Rather, this is a story about critical thought. “News organizations that deploy resources to really gather information are essential to a functioning democracy”, said Bill Keller, former Executive Editor of The New York Times. It is a story about an aggregate of all of the facts and Tweets and blogs and op-eds and commentary condensed into a single article and written with hours of seemingly un-biased research from sources sometimes deeper rooted in a story than anyone else.
A blogger in his parent’s basement writing a hard-hitting op-ed about the Obama Administration can seem much more efficient than a 24 hour news operation with hundreds of field reporters across the globe. A photo or a 140 character message from a local embedded in a civil war in Libya can seem much more real than any journalist covering the story from a desk in New York.
What we fail to realize is that a revolution independent of media is still a revolution but a story without context, without critical thought and research into its legitimacy is just that, a story. And in a world where more data is created every two days than from the beginning of human history until 2003, true, unbiased analysis of a story is more important than ever.

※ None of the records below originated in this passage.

use super::{Backend, ControlAlternate, Fields, SolveReport};
use crate::base::{Config, Policy};
use crate::StrError;
use russell_lab::vec_copy;

/// Defines the final state of the alternate minimization at one load step
#[derive(Clone, Copy, Debug, Eq, PartialEq)]
pub enum StepOutcome {
    /// The damage increment is within the tolerance
    Converged,

    /// The maximum number of iterations was reached
    Capped,
}

/// Holds the results of the alternate minimization at one load step
#[derive(Clone, Copy, Debug)]
pub struct StepReport {
    /// Number of iterations (elasticity + damage solves)
    pub iterations: usize,

    /// Final infinity norm of the damage increment
    pub err_alpha: f64,

    /// Final state
    pub outcome: StepOutcome,

    /// Number of non-converged backend solves accepted by the policy
    pub backend_failures: usize,
}

/// Implements the alternate minimization (staggered) algorithm
///
/// For a fixed load, finds (u, α) that are stationary for the total energy by
/// block-coordinate descent:
///
/// ```text
/// iter = 0, err = ∞
/// while err > tol and iter < n_max_iterations:
///     iter += 1
///     solve the elasticity problem for u with α fixed
///     solve the damage problem for α with u fixed and lb ≤ α ≤ ub
///     err = ‖α - α_old‖∞
///     α_old ← α
/// ```
///
/// The elasticity problem is always solved before the damage problem (Gauss-Seidel order).
pub struct AlternateMinimization<'a> {
    /// Holds the configuration
    config: &'a Config,

    /// Holds the convergence control
    pub control: ControlAlternate<'a>,
}

impl<'a> AlternateMinimization<'a> {
    /// Allocates a new instance
    pub fn new(config: &'a Config, ndof_alpha: usize) -> Self {
        AlternateMinimization {
            config,
            control: ControlAlternate::new(config, ndof_alpha),
        }
    }

    /// Solves the coupled problem at the load multiplier t
    ///
    /// On input, `fields` holds the solution of the previous load step (warm start) and
    /// `fields.lb` holds the damage accepted at the previous load step.
    ///
    /// **Note:** The lower bound is not updated here; see [Fields::update_lower_bound].
    pub fn solve<B>(&mut self, backend: &mut B, fields: &mut Fields, t: f64) -> Result<StepReport, StrError>
    where
        B: Backend + ?Sized,
    {
        backend.update_load(t)?;
        self.control.reset();
        let mut backend_failures = 0;
        while self.control.keep_iterating() {
            self.control.start_iteration();

            // elasticity
            let report = backend.solve_elasticity(&mut fields.u, &fields.alpha)?;
            backend_failures += self.check_backend(&report, "elasticity")?;

            // damage
            let report = backend.solve_damage(&mut fields.alpha, &fields.u, &fields.lb, &fields.ub)?;
            backend_failures += self.check_backend(&report, "damage")?;

            // error
            self.control.analyze_alpha(&fields.alpha, &fields.alpha_old)?;
            vec_copy(&mut fields.alpha_old, &fields.alpha)?;
            self.control.print_iteration();
        }

        let outcome = if self.control.converged() {
            StepOutcome::Converged
        } else {
            StepOutcome::Capped
        };
        if outcome == StepOutcome::Capped {
            match self.config.on_capped {
                Policy::Ignore => (),
                Policy::Warn => println!(
                    "WARNING: alternate minimization reached {} iterations at t = {:?} with ‖Δα‖∞ = {:e}",
                    self.control.iteration(),
                    t,
                    self.control.err_alpha()
                ),
                Policy::Abort => return Err("alternate minimization did not converge"),
            }
        }
        Ok(StepReport {
            iterations: self.control.iteration(),
            err_alpha: self.control.err_alpha(),
            outcome,
            backend_failures,
        })
    }

    /// Applies the backend-failure policy and returns the number of failures to be recorded
    fn check_backend(&self, report: &SolveReport, problem: &str) -> Result<usize, StrError> {
        if report.converged {
            return Ok(0);
        }
        match self.config.on_backend_failure {
            Policy::Ignore => Ok(1),
            Policy::Warn => {
                println!(
                    "WARNING: the {} solver did not converge after {} iterations (residual = {:e})",
                    problem, report.iterations, report.residual
                );
                Ok(1)
            }
            Policy::Abort => {
                if problem == "elasticity" {
                    Err("the elasticity solver did not converge")
                } else {
                    Err("the damage solver did not converge")
                }
            }
        }
    }
}

////////////////////////////////////////////////////////////////////////////////////////////////////////////////////////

The story of the New York Times, the story that may someday grace your tablet or smart window or electronic paper screen further immortalizing one of the last genuine journalistic endeavours of our time, is one of integrity, dignity, perseverance and overall critical thought. An understanding that still, in an age where news is delivered as it happens, many of the stories that we read or hear today, whether it be on a 24 hour news network, an online news aggregate or David Carr’s Twitter account, are propagated by The New York Times. And it is the passion for telling a story as it should be told that has helped this print house survive two World Wars, a Great Depression, and the invention of the telephone, radio, television, personal computers, the Internet and mobile phones. Today the World does indeed still exist, and the New York Times is still the one telling its story.